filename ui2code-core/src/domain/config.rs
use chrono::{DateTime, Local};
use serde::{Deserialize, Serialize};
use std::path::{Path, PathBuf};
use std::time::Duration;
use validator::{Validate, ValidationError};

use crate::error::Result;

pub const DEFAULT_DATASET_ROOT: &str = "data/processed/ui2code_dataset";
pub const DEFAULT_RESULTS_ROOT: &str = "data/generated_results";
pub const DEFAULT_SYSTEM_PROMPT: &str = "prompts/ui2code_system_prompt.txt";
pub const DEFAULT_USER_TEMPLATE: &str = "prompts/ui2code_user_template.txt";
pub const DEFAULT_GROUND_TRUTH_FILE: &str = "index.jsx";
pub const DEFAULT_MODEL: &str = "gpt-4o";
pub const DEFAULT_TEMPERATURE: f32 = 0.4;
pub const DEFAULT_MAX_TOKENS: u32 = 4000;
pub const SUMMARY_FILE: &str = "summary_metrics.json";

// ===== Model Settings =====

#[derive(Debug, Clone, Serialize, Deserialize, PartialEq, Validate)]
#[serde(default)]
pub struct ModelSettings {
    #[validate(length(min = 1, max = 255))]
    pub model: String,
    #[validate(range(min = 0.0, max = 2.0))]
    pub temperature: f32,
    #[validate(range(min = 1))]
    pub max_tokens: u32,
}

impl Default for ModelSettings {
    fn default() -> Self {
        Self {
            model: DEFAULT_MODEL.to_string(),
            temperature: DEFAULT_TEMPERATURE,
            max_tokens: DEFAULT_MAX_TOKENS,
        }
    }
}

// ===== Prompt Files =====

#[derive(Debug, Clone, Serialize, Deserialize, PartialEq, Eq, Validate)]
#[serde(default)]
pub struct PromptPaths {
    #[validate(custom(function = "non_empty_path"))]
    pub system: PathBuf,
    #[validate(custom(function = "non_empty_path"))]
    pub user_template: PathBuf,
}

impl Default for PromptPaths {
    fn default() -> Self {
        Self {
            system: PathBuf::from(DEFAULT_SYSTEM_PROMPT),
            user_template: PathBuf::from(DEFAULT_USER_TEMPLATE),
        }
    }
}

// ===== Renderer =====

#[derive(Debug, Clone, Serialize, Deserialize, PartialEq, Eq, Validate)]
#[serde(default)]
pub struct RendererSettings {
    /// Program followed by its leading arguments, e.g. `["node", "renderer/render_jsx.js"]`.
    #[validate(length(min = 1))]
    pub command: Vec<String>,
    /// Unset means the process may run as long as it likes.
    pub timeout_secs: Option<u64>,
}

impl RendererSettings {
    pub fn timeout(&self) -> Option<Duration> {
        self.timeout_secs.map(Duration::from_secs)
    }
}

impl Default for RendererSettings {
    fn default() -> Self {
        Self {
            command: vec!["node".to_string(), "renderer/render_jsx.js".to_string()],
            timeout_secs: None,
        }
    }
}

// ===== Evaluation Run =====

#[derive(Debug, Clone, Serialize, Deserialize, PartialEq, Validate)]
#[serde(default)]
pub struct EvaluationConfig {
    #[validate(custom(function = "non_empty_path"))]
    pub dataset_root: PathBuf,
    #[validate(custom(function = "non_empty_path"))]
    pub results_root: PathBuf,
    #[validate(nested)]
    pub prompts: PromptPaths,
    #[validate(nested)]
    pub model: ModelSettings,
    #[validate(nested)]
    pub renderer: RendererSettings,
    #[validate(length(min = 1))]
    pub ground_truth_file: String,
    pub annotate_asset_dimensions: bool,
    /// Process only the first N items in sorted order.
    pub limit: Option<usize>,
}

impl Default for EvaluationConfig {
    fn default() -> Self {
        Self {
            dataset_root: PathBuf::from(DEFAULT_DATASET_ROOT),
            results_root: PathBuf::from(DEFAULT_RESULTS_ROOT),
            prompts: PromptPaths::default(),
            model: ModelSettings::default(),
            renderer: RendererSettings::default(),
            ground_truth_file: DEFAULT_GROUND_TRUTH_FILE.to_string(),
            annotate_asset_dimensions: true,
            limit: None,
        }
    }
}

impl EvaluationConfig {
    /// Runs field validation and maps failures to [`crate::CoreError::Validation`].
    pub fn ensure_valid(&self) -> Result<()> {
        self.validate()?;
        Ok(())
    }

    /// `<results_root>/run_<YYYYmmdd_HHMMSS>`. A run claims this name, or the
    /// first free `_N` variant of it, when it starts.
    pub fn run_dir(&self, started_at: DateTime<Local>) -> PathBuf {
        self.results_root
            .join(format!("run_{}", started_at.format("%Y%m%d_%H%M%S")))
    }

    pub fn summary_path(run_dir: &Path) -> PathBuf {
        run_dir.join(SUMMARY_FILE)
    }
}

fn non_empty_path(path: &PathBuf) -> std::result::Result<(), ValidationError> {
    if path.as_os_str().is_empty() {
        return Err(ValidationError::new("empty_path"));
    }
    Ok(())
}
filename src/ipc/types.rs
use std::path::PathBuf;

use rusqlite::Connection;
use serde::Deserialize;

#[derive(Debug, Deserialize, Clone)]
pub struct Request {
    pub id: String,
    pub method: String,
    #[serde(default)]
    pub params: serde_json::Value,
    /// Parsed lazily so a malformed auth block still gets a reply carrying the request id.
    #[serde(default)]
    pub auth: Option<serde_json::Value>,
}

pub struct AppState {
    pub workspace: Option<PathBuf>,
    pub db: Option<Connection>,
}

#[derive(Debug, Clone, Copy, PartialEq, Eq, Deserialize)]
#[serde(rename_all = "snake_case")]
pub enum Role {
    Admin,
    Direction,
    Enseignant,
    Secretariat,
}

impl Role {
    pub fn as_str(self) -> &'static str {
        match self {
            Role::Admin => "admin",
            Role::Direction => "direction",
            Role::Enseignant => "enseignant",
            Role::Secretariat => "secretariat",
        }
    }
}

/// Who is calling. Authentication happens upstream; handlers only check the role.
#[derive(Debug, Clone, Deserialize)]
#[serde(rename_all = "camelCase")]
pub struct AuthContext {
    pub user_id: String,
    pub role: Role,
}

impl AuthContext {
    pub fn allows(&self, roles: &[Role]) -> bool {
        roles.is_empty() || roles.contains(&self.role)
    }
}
+ + + + + + +
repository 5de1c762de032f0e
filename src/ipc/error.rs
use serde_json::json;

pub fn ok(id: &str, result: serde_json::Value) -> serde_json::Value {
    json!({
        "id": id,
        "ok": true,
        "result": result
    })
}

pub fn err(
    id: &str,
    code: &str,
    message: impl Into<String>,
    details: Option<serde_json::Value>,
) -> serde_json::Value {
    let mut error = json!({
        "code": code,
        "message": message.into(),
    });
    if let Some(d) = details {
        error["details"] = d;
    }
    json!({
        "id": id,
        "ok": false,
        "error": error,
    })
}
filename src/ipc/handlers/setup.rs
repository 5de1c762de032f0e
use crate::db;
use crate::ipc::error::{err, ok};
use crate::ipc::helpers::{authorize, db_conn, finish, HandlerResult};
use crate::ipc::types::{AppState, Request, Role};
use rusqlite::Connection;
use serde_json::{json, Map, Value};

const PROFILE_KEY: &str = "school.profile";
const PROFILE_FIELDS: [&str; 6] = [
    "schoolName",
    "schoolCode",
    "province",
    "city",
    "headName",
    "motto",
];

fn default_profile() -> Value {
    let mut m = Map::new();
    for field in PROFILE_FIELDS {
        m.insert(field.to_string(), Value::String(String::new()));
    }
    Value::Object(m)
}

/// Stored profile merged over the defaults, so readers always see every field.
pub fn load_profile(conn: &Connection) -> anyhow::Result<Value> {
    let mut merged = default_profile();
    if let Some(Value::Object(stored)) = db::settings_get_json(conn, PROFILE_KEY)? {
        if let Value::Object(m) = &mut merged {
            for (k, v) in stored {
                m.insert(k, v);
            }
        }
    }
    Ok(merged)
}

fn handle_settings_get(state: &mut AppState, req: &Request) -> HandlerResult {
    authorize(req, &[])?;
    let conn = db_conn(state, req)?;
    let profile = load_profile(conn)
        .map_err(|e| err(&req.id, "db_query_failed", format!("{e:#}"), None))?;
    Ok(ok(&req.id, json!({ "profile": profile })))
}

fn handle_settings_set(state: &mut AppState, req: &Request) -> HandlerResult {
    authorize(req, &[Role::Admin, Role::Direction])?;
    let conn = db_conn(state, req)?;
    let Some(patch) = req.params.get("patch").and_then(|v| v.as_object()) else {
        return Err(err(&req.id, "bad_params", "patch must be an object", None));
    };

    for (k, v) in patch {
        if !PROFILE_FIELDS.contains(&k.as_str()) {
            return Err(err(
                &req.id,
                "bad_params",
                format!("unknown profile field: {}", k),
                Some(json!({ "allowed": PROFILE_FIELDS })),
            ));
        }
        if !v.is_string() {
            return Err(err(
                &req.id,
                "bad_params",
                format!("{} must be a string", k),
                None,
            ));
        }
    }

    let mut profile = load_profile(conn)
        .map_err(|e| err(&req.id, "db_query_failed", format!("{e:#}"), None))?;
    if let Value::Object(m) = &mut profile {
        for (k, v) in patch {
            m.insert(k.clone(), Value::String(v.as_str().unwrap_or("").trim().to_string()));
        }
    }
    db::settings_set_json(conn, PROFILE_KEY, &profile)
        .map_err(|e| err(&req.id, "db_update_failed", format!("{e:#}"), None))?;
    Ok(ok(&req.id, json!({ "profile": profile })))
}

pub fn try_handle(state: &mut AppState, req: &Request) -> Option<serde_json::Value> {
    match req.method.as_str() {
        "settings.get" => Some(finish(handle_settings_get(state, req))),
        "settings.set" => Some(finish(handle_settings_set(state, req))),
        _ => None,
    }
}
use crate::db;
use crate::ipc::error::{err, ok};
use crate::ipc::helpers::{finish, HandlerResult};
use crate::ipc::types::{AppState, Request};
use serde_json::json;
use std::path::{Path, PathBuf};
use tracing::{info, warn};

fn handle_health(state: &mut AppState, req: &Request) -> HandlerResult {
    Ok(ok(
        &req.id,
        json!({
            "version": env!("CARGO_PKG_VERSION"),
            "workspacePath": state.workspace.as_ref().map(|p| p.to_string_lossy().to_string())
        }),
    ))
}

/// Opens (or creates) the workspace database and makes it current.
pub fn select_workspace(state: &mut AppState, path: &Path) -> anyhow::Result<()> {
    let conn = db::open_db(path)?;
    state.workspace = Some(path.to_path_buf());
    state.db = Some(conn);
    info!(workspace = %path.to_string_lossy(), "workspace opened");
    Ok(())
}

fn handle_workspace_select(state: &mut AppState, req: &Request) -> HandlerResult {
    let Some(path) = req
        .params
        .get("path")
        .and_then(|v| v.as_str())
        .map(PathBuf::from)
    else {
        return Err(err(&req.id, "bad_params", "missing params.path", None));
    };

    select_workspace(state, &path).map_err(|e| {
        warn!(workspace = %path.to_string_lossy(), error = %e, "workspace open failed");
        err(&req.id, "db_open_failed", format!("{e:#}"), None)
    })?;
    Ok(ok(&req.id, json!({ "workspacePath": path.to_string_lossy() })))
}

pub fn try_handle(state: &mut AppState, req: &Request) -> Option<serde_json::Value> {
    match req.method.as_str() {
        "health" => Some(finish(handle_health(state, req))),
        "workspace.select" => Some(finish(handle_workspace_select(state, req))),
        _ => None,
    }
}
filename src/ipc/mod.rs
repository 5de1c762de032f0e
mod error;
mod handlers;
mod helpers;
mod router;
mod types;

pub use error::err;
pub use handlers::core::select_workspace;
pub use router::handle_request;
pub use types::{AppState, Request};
+ + + + + + +
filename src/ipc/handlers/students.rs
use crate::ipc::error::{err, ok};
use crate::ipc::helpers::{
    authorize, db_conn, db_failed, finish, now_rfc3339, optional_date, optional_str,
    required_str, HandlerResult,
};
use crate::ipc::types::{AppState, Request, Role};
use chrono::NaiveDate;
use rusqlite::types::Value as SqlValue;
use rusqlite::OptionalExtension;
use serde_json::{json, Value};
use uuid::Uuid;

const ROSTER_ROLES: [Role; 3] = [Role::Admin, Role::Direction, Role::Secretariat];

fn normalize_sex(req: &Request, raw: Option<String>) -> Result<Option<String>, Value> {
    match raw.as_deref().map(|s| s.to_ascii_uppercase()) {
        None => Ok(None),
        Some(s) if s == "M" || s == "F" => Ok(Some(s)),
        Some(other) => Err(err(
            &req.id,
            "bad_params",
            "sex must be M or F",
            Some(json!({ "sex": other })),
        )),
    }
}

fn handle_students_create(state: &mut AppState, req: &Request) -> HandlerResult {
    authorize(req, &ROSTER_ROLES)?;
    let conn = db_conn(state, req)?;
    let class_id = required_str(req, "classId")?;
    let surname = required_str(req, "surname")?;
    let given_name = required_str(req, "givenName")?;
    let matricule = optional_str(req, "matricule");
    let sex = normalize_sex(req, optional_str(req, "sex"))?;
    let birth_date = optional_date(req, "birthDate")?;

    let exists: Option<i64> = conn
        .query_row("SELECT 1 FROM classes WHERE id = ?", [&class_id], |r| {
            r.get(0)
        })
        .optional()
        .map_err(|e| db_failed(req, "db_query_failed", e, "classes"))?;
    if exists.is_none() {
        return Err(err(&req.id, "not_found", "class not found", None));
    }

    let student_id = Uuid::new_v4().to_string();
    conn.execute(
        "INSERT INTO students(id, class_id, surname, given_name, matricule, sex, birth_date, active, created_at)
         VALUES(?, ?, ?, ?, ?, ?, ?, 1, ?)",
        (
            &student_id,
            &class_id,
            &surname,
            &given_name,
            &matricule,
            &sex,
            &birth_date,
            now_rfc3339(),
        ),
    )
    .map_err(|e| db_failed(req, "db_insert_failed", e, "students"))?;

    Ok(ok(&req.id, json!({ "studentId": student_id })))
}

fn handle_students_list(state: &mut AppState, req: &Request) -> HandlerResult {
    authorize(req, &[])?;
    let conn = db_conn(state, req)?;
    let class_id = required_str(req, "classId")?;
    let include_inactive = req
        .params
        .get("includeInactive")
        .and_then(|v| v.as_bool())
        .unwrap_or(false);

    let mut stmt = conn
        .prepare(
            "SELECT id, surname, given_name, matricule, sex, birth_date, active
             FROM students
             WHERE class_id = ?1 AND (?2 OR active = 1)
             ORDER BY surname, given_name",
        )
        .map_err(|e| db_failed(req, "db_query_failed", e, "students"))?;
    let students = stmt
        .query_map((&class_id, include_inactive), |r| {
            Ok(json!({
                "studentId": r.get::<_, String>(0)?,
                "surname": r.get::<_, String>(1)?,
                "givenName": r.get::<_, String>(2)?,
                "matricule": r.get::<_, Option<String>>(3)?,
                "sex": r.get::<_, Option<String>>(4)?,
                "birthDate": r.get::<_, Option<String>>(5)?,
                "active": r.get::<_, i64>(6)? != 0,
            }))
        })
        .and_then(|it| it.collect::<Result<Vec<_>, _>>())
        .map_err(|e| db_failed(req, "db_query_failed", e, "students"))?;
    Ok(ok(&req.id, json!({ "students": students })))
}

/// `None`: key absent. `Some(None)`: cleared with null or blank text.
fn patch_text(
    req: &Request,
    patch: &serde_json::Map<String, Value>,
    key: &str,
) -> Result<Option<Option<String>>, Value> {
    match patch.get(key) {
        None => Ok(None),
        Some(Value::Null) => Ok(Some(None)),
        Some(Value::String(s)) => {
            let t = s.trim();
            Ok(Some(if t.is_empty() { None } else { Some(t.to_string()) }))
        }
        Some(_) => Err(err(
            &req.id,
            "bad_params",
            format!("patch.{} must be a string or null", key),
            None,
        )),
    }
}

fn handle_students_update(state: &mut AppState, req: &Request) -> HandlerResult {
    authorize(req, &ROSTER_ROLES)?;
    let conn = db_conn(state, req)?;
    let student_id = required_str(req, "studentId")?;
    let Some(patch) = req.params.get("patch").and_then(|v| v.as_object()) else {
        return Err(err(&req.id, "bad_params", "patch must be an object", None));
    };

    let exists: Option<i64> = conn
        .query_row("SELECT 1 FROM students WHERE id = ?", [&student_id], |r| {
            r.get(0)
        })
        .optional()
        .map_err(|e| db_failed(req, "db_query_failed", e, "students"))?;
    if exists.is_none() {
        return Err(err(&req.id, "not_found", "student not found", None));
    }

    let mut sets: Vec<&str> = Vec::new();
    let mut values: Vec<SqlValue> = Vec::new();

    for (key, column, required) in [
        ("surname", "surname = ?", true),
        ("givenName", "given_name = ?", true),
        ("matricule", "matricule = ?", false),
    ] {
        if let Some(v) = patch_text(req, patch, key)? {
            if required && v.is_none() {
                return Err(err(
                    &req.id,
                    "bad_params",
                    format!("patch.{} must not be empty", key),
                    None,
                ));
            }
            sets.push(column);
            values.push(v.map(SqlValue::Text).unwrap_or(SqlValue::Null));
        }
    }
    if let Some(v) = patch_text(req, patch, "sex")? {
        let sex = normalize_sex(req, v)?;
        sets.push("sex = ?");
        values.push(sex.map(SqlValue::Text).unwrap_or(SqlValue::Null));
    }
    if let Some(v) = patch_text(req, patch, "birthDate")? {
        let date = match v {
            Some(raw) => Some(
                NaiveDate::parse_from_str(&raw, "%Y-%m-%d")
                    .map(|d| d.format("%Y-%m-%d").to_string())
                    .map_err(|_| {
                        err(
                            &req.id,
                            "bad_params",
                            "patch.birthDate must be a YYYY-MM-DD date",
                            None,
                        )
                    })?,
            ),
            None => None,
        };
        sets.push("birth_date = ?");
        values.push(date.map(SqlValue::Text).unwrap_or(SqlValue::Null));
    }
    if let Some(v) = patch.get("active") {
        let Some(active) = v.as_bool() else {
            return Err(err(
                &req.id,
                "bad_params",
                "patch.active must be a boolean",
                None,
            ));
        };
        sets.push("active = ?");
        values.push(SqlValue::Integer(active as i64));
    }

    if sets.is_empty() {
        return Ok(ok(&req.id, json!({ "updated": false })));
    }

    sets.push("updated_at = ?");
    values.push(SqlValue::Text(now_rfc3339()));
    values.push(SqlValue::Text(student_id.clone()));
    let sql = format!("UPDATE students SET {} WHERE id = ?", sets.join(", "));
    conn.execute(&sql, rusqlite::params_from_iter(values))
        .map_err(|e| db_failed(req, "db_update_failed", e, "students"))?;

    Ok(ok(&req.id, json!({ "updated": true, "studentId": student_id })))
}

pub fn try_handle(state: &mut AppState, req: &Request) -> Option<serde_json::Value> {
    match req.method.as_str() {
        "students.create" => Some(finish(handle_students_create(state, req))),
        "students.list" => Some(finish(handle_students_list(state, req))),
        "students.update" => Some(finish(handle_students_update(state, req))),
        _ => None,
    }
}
+ + + + + + +
**Task details**
Among the records, find the lines that contain "workspacePath" and copy each of them.

**Solution to this exercise**
            "workspacePath": state.workspace.as_ref().map(|p| p.to_string_lossy().to_string())
    Ok(ok(&req.id, json!({ "workspacePath": path.to_string_lossy() })))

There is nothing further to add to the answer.